Еще там, в доте, ложась отдохнуть после отчаянной ночной атаки, во время которой они попытались вырваться из окружения, он сказал себе эту странно слепленную фразу: "Ты все еще жив. А война все еще продолжается. Так что обижаться тебе не на что: все по-солдатски". И с тех пор повторял ее каждый раз, когда осознавал, что и на сей раз смерть миновала его, подарив несколько часов жизни, отдыха, словом, предоставив еще одну отсрочку. Повторял, как заклинание, как единственно приемлемую формулировку сути своего солдатского бытия.

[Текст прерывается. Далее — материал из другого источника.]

//! Bounded exponential backoff for transient upstream failures.
//!
//! The upstream API occasionally sheds load with an "overloaded" status; a
//! single-attempt call would surface those as spurious user-facing failures.
//! [`with_backoff`] masks them behind a fixed number of attempts with
//! exponentially growing waits.

use std::future::Future;
use std::time::Duration;

use tracing::{info, warn};

use crate::error::UpstreamError;

/// Retry schedule for transient upstream failures.
#[derive(Debug, Clone, Copy, PartialEq, Eq)]
pub struct RetryPolicy {
    /// Total attempts, including the first one.
    pub max_attempts: u32,
    /// Wait before the retry after attempt 0; doubles each attempt.
    pub base_delay: Duration,
}

impl Default for RetryPolicy {
    fn default() -> Self {
        Self {
            max_attempts: 3,
            base_delay: Duration::from_secs(2),
        }
    }
}

impl RetryPolicy {
    /// Wait after a failed attempt `attempt` (counted from 0):
    /// `base_delay * 2^attempt`.
    pub fn delay_for(&self, attempt: u32) -> Duration {
        self.base_delay.saturating_mul(2u32.saturating_pow(attempt))
    }
}

/// Runs `operation` under `policy`, sleeping between retryable failures.
///
/// Non-retryable failures propagate immediately. A retryable failure on the
/// final attempt is reported as [`UpstreamError::RetriesExhausted`] carrying
/// the last failure's message.
pub async fn with_backoff<T, F, Fut>(policy: RetryPolicy, mut operation: F) -> Result<T, UpstreamError>
where
    F: FnMut() -> Fut,
    Fut: Future<Output = Result<T, UpstreamError>>,
{
    for attempt in 0..policy.max_attempts {
        match operation().await {
            Ok(value) => return Ok(value),
            Err(err) if err.is_retryable() => {
                warn!(
                    attempt = attempt + 1,
                    max_attempts = policy.max_attempts,
                    error = %err,
                    "transient completion failure"
                );
                if attempt + 1 >= policy.max_attempts {
                    return Err(UpstreamError::RetriesExhausted {
                        attempts: policy.max_attempts,
                        message: err.to_string(),
                    });
                }
                let delay = policy.delay_for(attempt);
                info!(seconds = delay.as_secs_f64(), "waiting before retry");
                tokio::time::sleep(delay).await;
            }
            Err(err) => return Err(err),
        }
    }

    Err(UpstreamError::RetriesExhausted {
        attempts: policy.max_attempts,
        message: "retry policy allows no attempts".to_string(),
    })
}
//! Prompt templates for the mapping and advisor flows.
//!
//! All prompt text lives here, as minijinja templates compiled once. The
//! mapping prompt requests the exact four-line format that
//! `ledgermap_core::suggestion` parses; if one changes, change the other.

use ledgermap_core::Account;
use ledgermap_core::session::UploadedLedger;
use minijinja::{Environment, context};
use once_cell::sync::Lazy;

use crate::advisor::{MappingPattern, ReferenceChart};
use crate::error::MappingError;

/// How many established mapping patterns the advisor prompt shows.
const PATTERN_SAMPLE_LIMIT: usize = 5;

/// How many uploaded accounts the analysis prompt embeds as JSON.
const ACCOUNT_SAMPLE_LIMIT: usize = 10;

const MAP_ACCOUNT_TEMPLATE: &str = r#"As an expert accountant, map this source account to the most appropriate target account.

Source Account: {{ source.code }} - {{ source.description }}
Account Type: {{ source.account_type or "Unknown" }}
Category: {{ source.category or "Unknown" }}

Available Target Accounts:
{% for target in targets -%}
{{ target.code }}: {{ target.description }} ({{ target.account_type or "Unknown" }})
{% endfor -%}
{% if context %}
Additional Context: {{ context }}
{% endif %}
Please provide your response in this exact format:
MAPPING: [target_account_code]
CONFIDENCE: [0-100]
REASONING: [brief explanation of why this mapping is appropriate]
ALTERNATIVES: [comma-separated list of alternative account codes, or "None"]

Consider account functionality, business purpose, and financial statement classification."#;

const ANALYSIS_TEMPLATE: &str = r#"Based on the uploaded file '{{ ledger.filename }}' with {{ ledger.account_count }} accounts, please analyze the data and respond to: {{ query }}

ACCOUNT DATA STRUCTURE:
Columns: {{ ledger.columns | join(", ") }}

SAMPLE ACCOUNTS (first 10):
{{ sample_json }}

Please provide a comprehensive analysis including:
1. Data quality assessment
2. Account categorization insights
3. Potential mapping challenges
4. Specific recommendations based on the user's query

If the user is asking for mappings, provide detailed mapping suggestions with confidence levels."#;

const ADVISOR_SYSTEM_TEMPLATE: &str = r#"You are an AI assistant specialized in accounting cross-reference mapping between a source ledger and a target chart of accounts.

MAPPING CONTEXT:
You are specifically helping map accounts FROM the uploaded source ledger TO the target chart of accounts.

KEY CAPABILITIES:
- Analyze source accounts and suggest appropriate target mappings
- Provide confidence scores (85-98% for direct matches, 70-84% for semantic matches)
- Explain mapping logic based on account functions and industry standards
- Follow established mapping patterns from historical data
- Handle bulk operations and data validation

MAPPING GUIDELINES:
1. DIRECT MATCHES (95-98% confidence): Exact functional equivalents
2. SEMANTIC MATCHES (85-94% confidence): Similar function, different naming
3. CONSOLIDATED MATCHES (70-84% confidence): Multiple source accounts to one target

RESPONSE FORMAT for mapping requests:
Always provide mappings in this exact format:
1. [SOURCE_CODE] -> [TARGET_CODE] (confidence%)
   Reasoning: [detailed explanation]

Be conversational but professional, and always prioritize accuracy in accounting mappings.
{%- if chart %}

TARGET ACCOUNT STRUCTURE:
Total Available Accounts: {{ chart.total_accounts }}

Account Classes Available:
{% for class_name, class_data in chart.account_classes | items -%}
{{ class_name }} Accounts:
{% for sub_name, accounts in class_data.sub_classes | items -%}
  - {{ sub_name }}: {{ accounts | length }} accounts
{% for account in accounts %}{% if loop.index0 < 2 %}    - {{ account.account_code }}: {{ account.description }}
{% endif %}{% endfor -%}
{% endfor -%}
{% endfor -%}
{% endif %}
{%- if patterns %}

ESTABLISHED MAPPING PATTERNS (use as reference):
{% for pattern in patterns -%}
{{ pattern.source_code }} -> {{ pattern.target_code }} ({{ pattern.confidence }}%)
  Source: {{ pattern.source_description }}
  Target: {{ pattern.target_description }}
  Type: {{ pattern.mapping_type }} - {{ pattern.notes }}
{% endfor -%}
{% endif %}
{%- if ledger %}

UPLOADED SOURCE FILE CONTEXT:
- Filename: {{ ledger.filename }}
- Total accounts: {{ ledger.account_count }}
- Columns: {{ ledger.columns | join(", ") }}
- Upload time: {{ ledger.upload_time }}
- Sample data: {{ sample_json }}

You have full access to both the uploaded source accounts AND the complete target account structure. You can:
1. Analyze source accounts and suggest specific target mappings
2. Provide exact target account codes and descriptions
3. Use established mapping patterns as reference
4. Explain confidence levels based on account function similarity

When providing mappings, always reference specific target account codes from the structure above.
{% endif %}
{%- if mapping_context %}

Current mapping context: {{ mapping_context }}
{% endif %}"#;

static TEMPLATES: Lazy<Environment<'static>> = Lazy::new(|| {
    let mut env = Environment::new();
    env.add_template("map_account", MAP_ACCOUNT_TEMPLATE)
        .expect("map_account template parses");
    env.add_template("ledger_analysis", ANALYSIS_TEMPLATE)
        .expect("ledger_analysis template parses");
    env.add_template("advisor_system", ADVISOR_SYSTEM_TEMPLATE)
        .expect("advisor_system template parses");
    env
});

/// Renders the per-account mapping prompt: the source account, every
/// candidate target, the optional caller context, and the four-line format
/// request.
pub fn render_mapping_prompt(
    source: &Account,
    targets: &[Account],
    context: Option<&str>,
) -> Result<String, MappingError> {
    render("map_account", context! { source, targets, context })
}

/// Renders the ledger-analysis prompt over an uploaded ledger.
pub fn render_analysis_prompt(ledger: &UploadedLedger, query: &str) -> Result<String, MappingError> {
    let sample = &ledger.accounts[..ledger.accounts.len().min(ACCOUNT_SAMPLE_LIMIT)];
    let sample_json = to_pretty_json(&sample)?;
    render("ledger_analysis", context! { ledger, query, sample_json })
}

/// Renders the advisor system prompt with whatever reference material is
/// available: target chart summary, established patterns, the session's
/// uploaded ledger, and the caller's current mapping context.
pub fn render_advisor_system(
    chart: Option<&ReferenceChart>,
    patterns: &[MappingPattern],
    ledger: Option<&UploadedLedger>,
    mapping_context: Option<&serde_json::Value>,
) -> Result<String, MappingError> {
    let patterns: Vec<&MappingPattern> = patterns.iter().take(PATTERN_SAMPLE_LIMIT).collect();
    let sample_json = match ledger {
        Some(ledger) => Some(to_pretty_json(&ledger.raw_data_sample)?),
        None => None,
    };
    let mapping_context = match mapping_context {
        Some(value) => Some(to_pretty_json(value)?),
        None => None,
    };

    render(
        "advisor_system",
        context! { chart, patterns, ledger, sample_json, mapping_context },
    )
}

fn render(name: &str, ctx: minijinja::Value) -> Result<String, MappingError> {
    let template = TEMPLATES
        .get_template(name)
        .map_err(|err| MappingError::Prompt(err.to_string()))?;
    template
        .render(ctx)
        .map_err(|err| MappingError::Prompt(err.to_string()))
}

fn to_pretty_json<T: serde::Serialize>(value: &T) -> Result<String, MappingError> {
    serde_json::to_string_pretty(value).map_err(|err| MappingError::Prompt(err.to_string()))
}

#[cfg(test)]
mod tests {
    use super::*;
    use crate::advisor::{AccountClass, ReferenceAccount};
    use std::collections::BTreeMap;

    fn targets() -> Vec<Account> {
        vec![
            Account::new("101000", "Cash - Operating Account").with_account_type("Asset"),
            Account::new("103000", "Accounts Receivable - Trade"),
        ]
    }

    #[test]
    fn mapping_prompt_lists_every_target_and_the_format_block() {
        let source = Account::new("1010", "Operating Cash")
            .with_account_type("Asset")
            .with_category("Cash");

        let prompt = render_mapping_prompt(&source, &targets(), None).unwrap();

        assert!(prompt.contains("Source Account: 1010 - Operating Cash"));
        assert!(prompt.contains("Account Type: Asset"));
        assert!(prompt.contains("101000: Cash - Operating Account (Asset)"));
        // Missing target type falls back to Unknown.
        assert!(prompt.contains("103000: Accounts Receivable - Trade (Unknown)"));
        assert!(prompt.contains("MAPPING: [target_account_code]"));
        assert!(prompt.contains("CONFIDENCE: [0-100]"));
        assert!(prompt.contains("ALTERNATIVES: [comma-separated list of alternative account codes, or \"None\"]"));
        assert!(!prompt.contains("Additional Context:"));
    }

    #[test]
    fn mapping_prompt_includes_context_when_given() {
        let source = Account::new("1010", "Operating Cash");
        let prompt =
            render_mapping_prompt(&source, &targets(), Some("Migration from legacy GL")).unwrap();

        assert!(prompt.contains("Additional Context: Migration from legacy GL"));
    }

    #[test]
    fn source_without_type_or_category_shows_unknown() {
        let source = Account::new("9999", "Misc");
        let prompt = render_mapping_prompt(&source, &targets(), None).unwrap();

        assert!(prompt.contains("Account Type: Unknown"));
        assert!(prompt.contains("Category: Unknown"));
    }

    #[test]
    fn analysis_prompt_embeds_ledger_shape_and_query() {
        let ledger = UploadedLedger::new(
            "trial_balance.csv",
            vec![Account::new("1000", "Cash"), Account::new("2000", "AP")],
            vec!["Account_Code".to_string(), "Account_Description".to_string()],
            Vec::new(),
        );

        let prompt = render_analysis_prompt(&ledger, "what maps to cash?").unwrap();

        assert!(prompt.contains("uploaded file 'trial_balance.csv' with 2 accounts"));
        assert!(prompt.contains("respond to: what maps to cash?"));
        assert!(prompt.contains("Columns: Account_Code, Account_Description"));
        assert!(prompt.contains("\"code\": \"1000\""));
        assert!(prompt.contains("1. Data quality assessment"));
    }

    #[test]
    fn advisor_system_is_minimal_without_reference_material() {
        let system = render_advisor_system(None, &[], None, None).unwrap();

        assert!(system.contains("accounting cross-reference mapping"));
        assert!(!system.contains("TARGET ACCOUNT STRUCTURE"));
        assert!(!system.contains("ESTABLISHED MAPPING PATTERNS"));
        assert!(!system.contains("UPLOADED SOURCE FILE CONTEXT"));
    }

    #[test]
    fn advisor_system_embeds_chart_patterns_and_ledger() {
        let mut sub_classes = BTreeMap::new();
        sub_classes.insert(
            "Cash".to_string(),
            vec![
                ReferenceAccount {
                    account_code: "101000".to_string(),
                    description: "Cash - Operating Account".to_string(),
                },
                ReferenceAccount {
                    account_code: "101100".to_string(),
                    description: "Cash - Payroll Account".to_string(),
                },
                ReferenceAccount {
                    account_code: "101200".to_string(),
                    description: "Cash - Reserve Account".to_string(),
                },
            ],
        );
        let mut account_classes = BTreeMap::new();
        account_classes.insert("Asset".to_string(), AccountClass { sub_classes });
        let chart = ReferenceChart {
            total_accounts: 3,
            account_classes,
        };

        let patterns = vec![MappingPattern {
            source_code: "1010".to_string(),
            target_code: "101000".to_string(),
            confidence: 95,
            source_description: "Operating Cash".to_string(),
            target_description: "Cash - Operating Account".to_string(),
            mapping_type: "Direct".to_string(),
            notes: "exact functional match".to_string(),
        }];

        let ledger = UploadedLedger::new(
            "gl_export.csv",
            vec![Account::new("1010", "Operating Cash")],
            vec!["GL_Account".to_string()],
            Vec::new(),
        );

        let system =
            render_advisor_system(Some(&chart), &patterns, Some(&ledger), None).unwrap();

        assert!(system.contains("Total Available Accounts: 3"));
        assert!(system.contains("Asset Accounts:"));
        assert!(system.contains("- Cash: 3 accounts"));
        assert!(system.contains("101000: Cash - Operating Account"));
        // Only the first two reference accounts appear as samples.
        assert!(!system.contains("101200"));
        assert!(system.contains("1010 -> 101000 (95%)"));
        assert!(system.contains("Type: Direct - exact functional match"));
        assert!(system.contains("- Filename: gl_export.csv"));
    }

    #[test]
    fn advisor_system_shows_at_most_five_patterns() {
        let patterns: Vec<MappingPattern> = (0..8)
            .map(|i| MappingPattern {
                source_code: format!("10{i}0"),
                target_code: format!("10{i}000"),
                confidence: 90,
                source_description: format!("Source {i}"),
                target_description: format!("Target {i}"),
                mapping_type: "Direct".to_string(),
                notes: String::new(),
            })
            .collect();

        let system = render_advisor_system(None, &patterns, None, None).unwrap();

        assert!(system.contains("1040 -> 104000"));
        assert!(!system.contains("1050 -> 105000"));
    }

    #[test]
    fn advisor_system_appends_mapping_context_json() {
        let context = serde_json::json!({"target_system": "Eagle"});
        let system = render_advisor_system(None, &[], None, Some(&context)).unwrap();

        assert!(system.contains("Current mapping context:"));
        assert!(system.contains("\"target_system\": \"Eagle\""));
    }
}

Ефрейтор Арзамасцев, его давний, вечно ворчащий спутник и не самый храбрый на этой войне солдат, конечно, по существу, прав: они встряли в эту заварушку по собственной глупости. Да и сам этот гарнизон возник только потому, что здесь оказался он, Беркут. Остановил бы тогда машину сразу же за мостом, или сошел бы с нее еще на том берегу – судьбы бойцов, которые заперты сейчас здесь, да и их собственные, могли бы сложиться совершенно по-иному. В конце концов самолет сел на своей территории. Каких-нибудь полчаса ходьбы по дороге в ту сторону, откуда пробивался грузовик Ищука, и они оказались бы в штабе его части. А значит, то, о чем он, Андрей Беркут, мечтал годами, наконец сбылось бы. Это ж какое нужно иметь "везение", чтобы после стольких мытарств попасть на эту, совершенно чужую для них "свадьбу"!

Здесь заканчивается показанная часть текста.